//! Structured logging of errors
//!
//! `env_logger`-based initialization plus helpers that emit an error's
//! effective fields through both the `log` facade and `tracing`.

use super::keys;
use super::types::Error;
use ctxerr_context::Map;
use log::{Level, info, log};
use std::sync::Once;

static INIT_LOGGER: Once = Once::new();

/// Logging helpers for [`Error`]
pub struct ErrorLogger;

impl ErrorLogger {
    /// Initialize logging (call once at application startup)
    ///
    /// Levels come from `RUST_LOG`, e.g. `RUST_LOG=ctxerr=trace` shows
    /// registry evictions.
    pub fn init() {
        INIT_LOGGER.call_once(|| {
            env_logger::Builder::from_default_env()
                .format_timestamp_micros()
                .init();

            info!("structured error logging initialized");
        });
    }

    /// Initialize logging for test environments
    pub fn init_test() {
        let _ = env_logger::Builder::from_default_env()
            .is_test(true)
            .try_init();
    }

    /// Log `error` at error level with its effective fields
    pub fn log_error(error: &Error) {
        Self::log_at(Level::Error, error);
    }

    /// Log `error` at `level` with its effective fields
    pub fn log_at(level: Level, error: &Error) {
        let data = error.data();
        match data.get(keys::OP).and_then(|op| op.as_str()) {
            Some(op) => log!(
                level,
                "{} (op: {op}) {}",
                error.message(),
                Self::format_fields(&data)
            ),
            None => log!(level, "{} {}", error.message(), Self::format_fields(&data)),
        }
    }

    /// Emit `error` as a `tracing` event with its fields as JSON
    pub fn trace_error(error: &Error) {
        let data = error.data();
        let op = data.get(keys::OP).and_then(|op| op.as_str()).unwrap_or_default();
        let fields = serde_json::to_string(&data).unwrap_or_default();
        tracing::error!(
            error.id = error.id(),
            error.op = op,
            error.location = %error.call_stack().innermost(),
            error.fields = %fields,
            "{}",
            error.message()
        );
    }

    /// Render fields as space-separated `key=value` pairs, reserved keys skipped
    #[must_use]
    pub fn format_fields(data: &Map) -> String {
        data.iter()
            .filter(|(key, _)| !matches!(key.as_str(), keys::OP | keys::MESSAGE))
            .map(|(key, value)| match value.as_str() {
                Some(text) => format!("{key}={text:?}"),
                None => format!("{key}={value}"),
            })
            .collect::<Vec<_>>()
            .join(" ")
    }
}

#[cfg(test)]
mod tests {
    use super::*;
    use serde_json::json;

    #[test]
    fn fields_render_sorted_and_quoted() {
        let mut data = Map::new();
        data.insert("b".into(), json!(2));
        data.insert("a".into(), json!("text"));
        data.insert(keys::OP.into(), json!("skipped"));
        data.insert(keys::MESSAGE.into(), json!("skipped"));
        assert_eq!(ErrorLogger::format_fields(&data), r#"a="text" b=2"#);
    }

    #[test]
    fn logging_an_error_does_not_panic() {
        ErrorLogger::init_test();

        let e = Error::new("write failed").op("flush").with("bytes", 12);
        ErrorLogger::log_error(&e);
        ErrorLogger::log_at(Level::Warn, &e);
        ErrorLogger::trace_error(&e);
    }
}
//! Core error types and definitions

use crate::stack::CallStack;
use ctxerr_context::Map;
use std::sync::{Arc, RwLock};

/// Error carrying a message, structured fields, ambient context, an optional
/// cause and the call stack of its creation.
///
/// Cloning is cheap and clones share identity: fields added through one clone
/// are visible through all of them.
#[derive(Clone)]
pub struct Error {
    pub(crate) inner: Arc<ErrorInner>,
}

pub(crate) struct ErrorInner {
    /// Process-unique identity, embedded in rendered text
    pub id: u64,
    /// Marker-free message
    pub message: String,
    /// Own fields, keys normalized
    pub data: RwLock<Map>,
    /// Ambient context at creation
    pub context: Map,
    pub cause: Option<Cause>,
    pub call_stack: CallStack,
}

/// What an error was created from
#[derive(Debug, Clone)]
pub enum Cause {
    /// A library error that was still registered when it was wrapped
    Tracked(Error),
    /// Any other error; carries no structured data
    Opaque(Arc<dyn std::error::Error + Send + Sync>),
}

impl Cause {
    /// The structured cause, if this is one
    #[must_use]
    pub fn as_tracked(&self) -> Option<&Error> {
        match self {
            Self::Tracked(error) => Some(error),
            Self::Opaque(_) => None,
        }
    }
}

/// Result type alias using our Error
pub type Result<T> = std::result::Result<T, Error>;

■ **Your goal**
Everything from the first line above up to and including the line that contains "pub fn format_fields(data: &Map)" should be printed exactly; please print only that.

■ **Answer space**
//! Structured logging of errors
//!
//! `env_logger`-based initialization plus helpers that emit an error's
//! effective fields through both the `log` facade and `tracing`.

use super::keys;
use super::types::Error;
use ctxerr_context::Map;
use log::{Level, info, log};
use std::sync::Once;

static INIT_LOGGER: Once = Once::new();

/// Logging helpers for [`Error`]
pub struct ErrorLogger;

impl ErrorLogger {
    /// Initialize logging (call once at application startup)
    ///
    /// Levels come from `RUST_LOG`, e.g. `RUST_LOG=ctxerr=trace` shows
    /// registry evictions.
    pub fn init() {
        INIT_LOGGER.call_once(|| {
            env_logger::Builder::from_default_env()
                .format_timestamp_micros()
                .init();

            info!("structured error logging initialized");
        });
    }

    /// Initialize logging for test environments
    pub fn init_test() {
        let _ = env_logger::Builder::from_default_env()
            .is_test(true)
            .try_init();
    }

    /// Log `error` at error level with its effective fields
    pub fn log_error(error: &Error) {
        Self::log_at(Level::Error, error);
    }

    /// Log `error` at `level` with its effective fields
    pub fn log_at(level: Level, error: &Error) {
        let data = error.data();
        match data.get(keys::OP).and_then(|op| op.as_str()) {
            Some(op) => log!(
                level,
                "{} (op: {op}) {}",
                error.message(),
                Self::format_fields(&data)
            ),
            None => log!(level, "{} {}", error.message(), Self::format_fields(&data)),
        }
    }

    /// Emit `error` as a `tracing` event with its fields as JSON
    pub fn trace_error(error: &Error) {
        let data = error.data();
        let op = data.get(keys::OP).and_then(|op| op.as_str()).unwrap_or_default();
        let fields = serde_json::to_string(&data).unwrap_or_default();
        tracing::error!(
            error.id = error.id(),
            error.op = op,
            error.location = %error.call_stack().innermost(),
            error.fields = %fields,
            "{}",
            error.message()
        );
    }

    /// Render fields as space-separated `key=value` pairs, reserved keys skipped
    #[must_use]
    pub fn format_fields(data: &Map) -> String {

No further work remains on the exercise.